Ein detaillierter alter Stadtplan von Baden-Württemberg, Deutschland, der Straßen, Gebäude und Sehenswürdigkeiten zeigt, mit einem Gebäude in der rechten unteren Ecke und einem Text, der die Stadtinformationen bereitstellt.

"Christoph Oberschwaben" startet in Ravensburg: Rettung aus der Luft wird schneller

Neue Luftrettungsstation in Ravensburg-Bavendorf soll Notfallversorgung in Oberschwaben beschleunigen

Die Verlegung des Rettungshubschraubers "Christoph 45" nach Ravensburg-Bavendorf markiert einen wichtigen Schritt zur Verbesserung der medizinischen Notfallversorgung in der Region. Künftig wird das Luftfahrzeug unter dem neuen Rufnamen "Christoph Oberschwaben" im Einsatz sein und so die Reaktionszeiten in weiten Teilen Oberschwabens verkürzen.

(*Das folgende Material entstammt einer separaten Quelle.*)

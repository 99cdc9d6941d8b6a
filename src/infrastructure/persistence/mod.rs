//! PostgreSQL repository implementations.
//!
//! Concrete implementations of domain repository traits using SQLx.
//!
//! # Repositories
//!
//! - [`PgProductRepository`] - product inserts and collection reads
//! - [`PgLikeRepository`] - like records and per-target counts

pub mod pg_like_repository;
pub mod pg_product_repository;

pub use pg_like_repository::{PgLikeRepository, UNIQUE_LIKE_CONSTRAINT};
pub use pg_product_repository::PgProductRepository;

use crate::config::Config;
use sqlx::PgPool;
use sqlx::postgres::PgPoolOptions;
use std::time::Duration;

/// Builds the bounded connection pool described by the `DB_*` settings.
///
/// # Errors
///
/// Returns an error if the first connection cannot be established.
pub async fn connect_pool(config: &Config) -> Result<PgPool, sqlx::Error> {
    PgPoolOptions::new()
        .max_connections(config.db_max_connections)
        .min_connections(config.db_min_connections)
        .acquire_timeout(Duration::from_secs(config.db_connect_timeout))
        .idle_timeout(Duration::from_secs(config.db_idle_timeout))
        .max_lifetime(Duration::from_secs(config.db_max_lifetime))
        .connect(&config.database_url)
        .await
}
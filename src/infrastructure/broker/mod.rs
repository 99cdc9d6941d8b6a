//! RabbitMQ integration.
//!
//! - [`BrokerConnection`] - the single shared AMQP connection
//! - [`Topology`] - well-known exchange / queue / routing key triples
//! - [`MessagePublisher`] - publishing contract; [`AmqpPublisher`] implements it
//!   over one shared channel in publisher-confirm mode
//!
//! Both the producer and the consumers declare their topology before use,
//! so either side may start first.

mod connection;
mod publisher;
mod topology;

pub use connection::BrokerConnection;
pub use publisher::{AmqpPublisher, MessagePublisher};
pub use topology::{LIKE_EVENTS, PRODUCT_CREATE, Topology, declare, queue_depth};

#[cfg(test)]
pub use publisher::MockMessagePublisher;
//! Handlers for like endpoints.

use axum::{
    Json,
    body::Bytes,
    extract::{Path, State},
    http::StatusCode,
};

use crate::api::dto::accepted::AcceptedResponse;
use crate::api::dto::like::LikeCountResponse;
use crate::error::AppError;
use crate::state::AppState;

/// Queues a like action.
///
/// `POST /likes` with `{"actor_id": 1, "target_id": 2}`. Repeating the same
/// pair is accepted; only one like is ever recorded for it.
pub async fn create_like_handler(
    State(state): State<AppState>,
    body: Bytes,
) -> Result<(StatusCode, Json<AcceptedResponse>), AppError> {
    let event = state.like_service.enqueue(&body).await?;

    Ok((
        StatusCode::ACCEPTED,
        Json(AcceptedResponse::queued(format!(
            "Like from {} on {} queued",
            event.actor_id, event.target_id
        ))),
    ))
}

/// `GET /likes/{target_id}/count`
pub async fn like_count_handler(
    State(state): State<AppState>,
    Path(target_id): Path<i64>,
) -> Result<Json<LikeCountResponse>, AppError> {
    let likes = state.like_service.count_for_target(target_id).await?;

    Ok(Json(LikeCountResponse { target_id, likes }))
}
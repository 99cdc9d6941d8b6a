mod common;

use product_pipeline::domain::entities::NewProduct;
use product_pipeline::domain::repositories::ProductRepository;
use product_pipeline::infrastructure::persistence::PgProductRepository;
use sqlx::PgPool;
use std::sync::Arc;

#[sqlx::test]
async fn test_insert_assigns_id(pool: PgPool) {
    let repo = PgProductRepository::new(Arc::new(pool));

    let product = repo
        .insert(NewProduct {
            name: "Widget".to_string(),
            stock: 10,
        })
        .await
        .unwrap();

    assert!(product.id > 0);
    assert_eq!(product.name, "Widget");
    assert_eq!(product.stock, 10);
}

#[sqlx::test]
async fn test_identical_inserts_create_distinct_rows(pool: PgPool) {
    let repo = PgProductRepository::new(Arc::new(pool));
    let new = NewProduct {
        name: "Widget".to_string(),
        stock: 1,
    };

    let first = repo.insert(new.clone()).await.unwrap();
    let second = repo.insert(new).await.unwrap();

    assert_ne!(first.id, second.id);
    assert_eq!(repo.list_all().await.unwrap().len(), 2);
}

#[sqlx::test]
async fn test_list_all_ordered_by_id(pool: PgPool) {
    let c = common::insert_product(&pool, "c", 3).await;
    let a = common::insert_product(&pool, "a", 1).await;
    let b = common::insert_product(&pool, "b", 2).await;

    let repo = PgProductRepository::new(Arc::new(pool));
    let products = repo.list_all().await.unwrap();

    let ids: Vec<i32> = products.iter().map(|p| p.id).collect();
    assert_eq!(ids, vec![c, a, b]);
    assert!(ids.windows(2).all(|w| w[0] < w[1]));
}

#[sqlx::test]
async fn test_list_all_empty(pool: PgPool) {
    let repo = PgProductRepository::new(Arc::new(pool));

    assert!(repo.list_all().await.unwrap().is_empty());
}

#[sqlx::test]
async fn test_ping(pool: PgPool) {
    let repo = PgProductRepository::new(Arc::new(pool));

    assert!(repo.ping().await.is_ok());
}
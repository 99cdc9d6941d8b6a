use product_pipeline::config::load_from_env;
use product_pipeline::server;
use product_pipeline::telemetry::init_tracing;

#[tokio::main]
async fn main() -> anyhow::Result<()> {
    dotenvy::dotenv().ok();

    let config = load_from_env()?;
    init_tracing(&config)?;
    config.print_summary();

    server::run(config).await
}
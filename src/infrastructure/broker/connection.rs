//! Shared AMQP connection.

use std::time::Duration;

use lapin::{Channel, Connection, ConnectionProperties};
use tokio::sync::Mutex;
use tracing::{info, warn};

use crate::config::mask_connection_string;
use crate::error::AppError;
use crate::utils::with_deadline;

/// The process-wide broker connection.
///
/// Channels are opened from it on demand. If the connection is found closed
/// (broker restart, network drop) it is dialled again before the next channel
/// is handed out, so publishers and consumers recover on their next attempt.
pub struct BrokerConnection {
    url: String,
    op_timeout: Duration,
    conn: Mutex<Connection>,
}

impl BrokerConnection {
    /// Connects to the broker.
    ///
    /// # Errors
    ///
    /// Returns [`AppError::Dependency`] if the broker cannot be reached within
    /// `op_timeout`.
    pub async fn connect(url: &str, op_timeout: Duration) -> Result<Self, AppError> {
        let conn = Self::dial(url, op_timeout).await?;
        info!("Connected to RabbitMQ at {}", mask_connection_string(url));

        Ok(Self {
            url: url.to_string(),
            op_timeout,
            conn: Mutex::new(conn),
        })
    }

    async fn dial(url: &str, op_timeout: Duration) -> Result<Connection, AppError> {
        with_deadline(op_timeout, "broker.connect", async {
            Connection::connect(url, ConnectionProperties::default())
                .await
                .map_err(AppError::from)
        })
        .await
    }

    /// Opens a new channel, reconnecting first if the connection is closed.
    ///
    /// # Errors
    ///
    /// Returns [`AppError::Dependency`] if reconnecting or opening the channel
    /// fails or times out.
    pub async fn create_channel(&self) -> Result<Channel, AppError> {
        let mut conn = self.conn.lock().await;

        if !conn.status().connected() {
            warn!("Broker connection lost, reconnecting");
            *conn = Self::dial(&self.url, self.op_timeout).await?;
            info!("Reconnected to RabbitMQ");
        }

        with_deadline(self.op_timeout, "broker.create_channel", async {
            conn.create_channel().await.map_err(AppError::from)
        })
        .await
    }

    /// Deadline applied to every broker operation.
    pub fn op_timeout(&self) -> Duration {
        self.op_timeout
    }

    pub async fn is_connected(&self) -> bool {
        self.conn.lock().await.status().connected()
    }

    /// Closes the connection. Unacknowledged deliveries return to their queues.
    pub async fn close(&self) {
        let conn = self.conn.lock().await;
        if conn.status().connected()
            && let Err(e) = conn.close(200, "shutdown").await
        {
            warn!(error = %e, "Failed to close broker connection cleanly");
        }
    }
}
//! Infrastructure layer for external integrations.
//!
//! # Modules
//!
//! - [`broker`] - RabbitMQ connection, topology and publishing
//! - [`cache`] - cache store for the read path (Redis and in-process)
//! - [`persistence`] - PostgreSQL repository implementations

pub mod broker;
pub mod cache;
pub mod persistence;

Hintergrund der Maßnahme ist eine Analyse aus dem Jahr 2020, die Versorgungslücken in der Luftrettung Baden-Württembergs aufzeigte. Bisher konnten einige Gebiete tagsüber nicht innerhalb von 20 Minuten per Hubschrauber erreicht werden. Die neue Station schließt diese Lücke und erweitert die Kapazitäten für schnelle Einsatzkräfte.

Der Rettungshubschrauber wird täglich von 7:00 bis 20:00 Uhr unter seinem neuen Namen fliegen – eine Hommage an die Verbindung zur Region Oberschwaben. Bei der Standortwahl für Bavendorf wirkten lokale Behörden mit, darunter der Landkreis Ravensburg und die Stadt Ravensburg.

Das Projekt ist Teil eines umfassenden Modernisierungsplans für die Luftrettung im Land. Zehn Ausschreibungsverfahren für neue Standorte laufen bereits, wobei die Ausschreibung für Ravensburg im ersten Halbjahr 2026 erwartet wird.

Die neue Station wird eine schnellere Notfallversorgung für Patient:innen in bisher unterversorgten Gebieten sicherstellen. Sobald "Christoph Oberschwaben" voll einsatzbereit ist, wird er eine zentrale Rolle im regionalen Rettungsnetz spielen. Die Aufwertung steht im Einklang mit den laufenden Bestrebungen, die Luftrettungsinfrastruktur in Baden-Württemberg weiter auszubauen.